Reading Between the Tweets: Deciphering Ideological Stances of Interconnected Mixed-Ideology Communities
This work addresses the challenge of deciphering complex ideologies in interconnected mixed-ideology communities for researchers and practitioners in NLP and social science, representing an incremental improvement over prior methods that treat groups as separate.
The paper tackled the problem of understanding nuanced ideological stances in online communities by studying Twitter discussions of the 2020 U.S. election, introducing a method that uses message passing during LM fine-tuning to probe ideologies, resulting in higher alignment with real-world survey results compared to existing baselines.

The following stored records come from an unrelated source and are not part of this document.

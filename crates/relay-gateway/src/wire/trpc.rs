//! Typed-procedure RPC shell (`POST /trpc/{proc}`, `GET /trpc/{proc}?input=…`).
//!
//! SDK clients speak a tRPC-style envelope: inputs may arrive bare or
//! wrapped as `{"json": …}` (superset-JSON escapes); outputs come back as
//! `{"result": {"data": {"json": …}}}`. Mutations go over POST, queries
//! over GET; using the wrong verb is itself an error.

use axum::Json;
use axum::body::Bytes;
use axum::extract::{Path, Query, State};
use axum::http::{HeaderMap, StatusCode};
use axum::response::{IntoResponse, Response};
use relay_core::GatewayError;
use serde_json::{Value, json};
use std::collections::HashMap;

use super::http_status;
use crate::server::{AppState, context_from_headers};

/// Unwrap the optional `{"json": …}` envelope.
fn unwrap_envelope(value: Value) -> Value {
    match value {
        Value::Object(mut map) if map.len() == 1 && map.contains_key("json") => {
            map.remove("json").unwrap_or(Value::Null)
        },
        other => other,
    }
}

fn success(value: Value) -> Response {
    Json(json!({ "result": { "data": { "json": value } } })).into_response()
}

fn failure(error: &GatewayError) -> Response {
    let status =
        StatusCode::from_u16(http_status(error)).unwrap_or(StatusCode::INTERNAL_SERVER_ERROR);
    let body = Json(json!({
        "error": {
            "json": {
                "message": error.to_string(),
                "code": error.code(),
                "data": {
                    "code": error.kind(),
                    "httpStatus": status.as_u16(),
                    "detail": error.detail(),
                },
            }
        }
    }));
    (status, body).into_response()
}

async fn run(
    state: AppState,
    headers: HeaderMap,
    procedure: String,
    input: Value,
    is_mutation_call: bool,
) -> Response {
    let Some(descriptor) = state.procedures.get(&procedure) else {
        return failure(&GatewayError::InvalidArgument(format!(
            "unknown procedure: {procedure}"
        )));
    };
    if descriptor.mutation != is_mutation_call {
        let expected = if descriptor.mutation { "POST" } else { "GET" };
        return failure(&GatewayError::InvalidArgument(format!(
            "{procedure} must be called with {expected}"
        )));
    }

    let ctx = context_from_headers(&state.gateway, &headers);
    match state
        .procedures
        .dispatch(state.gateway.clone(), ctx, &procedure, input)
        .await
    {
        Ok(result) => success(result),
        Err(e) => failure(&e),
    }
}

/// `POST /trpc/{proc}` - mutations.
pub(crate) async fn handle_mutation(
    State(state): State<AppState>,
    Path(procedure): Path<String>,
    headers: HeaderMap,
    body: Bytes,
) -> Response {
    let input = if body.is_empty() {
        Value::Null
    } else {
        match serde_json::from_slice(&body) {
            Ok(value) => unwrap_envelope(value),
            Err(e) => {
                return failure(&GatewayError::InvalidArgument(format!("invalid JSON body: {e}")));
            },
        }
    };
    run(state, headers, procedure, input, true).await
}

/// `GET /trpc/{proc}?input=…` - queries.
pub(crate) async fn handle_query(
    State(state): State<AppState>,
    Path(procedure): Path<String>,
    Query(params): Query<HashMap<String, String>>,
    headers: HeaderMap,
) -> Response {
    let input = match params.get("input") {
        None => Value::Null,
        Some(raw) => match serde_json::from_str(raw) {
            Ok(value) => unwrap_envelope(value),
            Err(e) => {
                return failure(&GatewayError::InvalidArgument(format!(
                    "invalid input parameter: {e}"
                )));
            },
        },
    };
    run(state, headers, procedure, input, false).await
}

#[cfg(test)]
mod tests {
    use super::*;

    #[test]
    fn test_unwrap_envelope() {
        assert_eq!(
            unwrap_envelope(json!({"json": {"a": 1}})),
            json!({"a": 1})
        );
        // Bare inputs pass through.
        assert_eq!(unwrap_envelope(json!({"a": 1})), json!({"a": 1}));
        // A two-key object keeps its "json" member.
        assert_eq!(
            unwrap_envelope(json!({"json": 1, "meta": 2})),
            json!({"json": 1, "meta": 2})
        );
    }
}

Recent advances in NLP have improved our ability to understand the nuanced worldviews of online communities. Existing research focused on probing ideological stances treats liberals and conservatives as separate groups. However, this fails to account for the nuanced views of the organically formed online communities and the connections between them. In this paper, we study discussions of the 2020 U.S. election on Twitter to identify complex interacting communities. Capitalizing on this interconnectedness, we introduce a novel approach that harnesses message passing when finetuning language models (LMs) to probe the nuanced ideologies of these communities. By comparing the responses generated by LMs and real-world survey results, our method shows higher alignment than existing baselines, highlighting the potential of using LMs in revealing complex ideologies within and across interconnected mixed-ideology communities.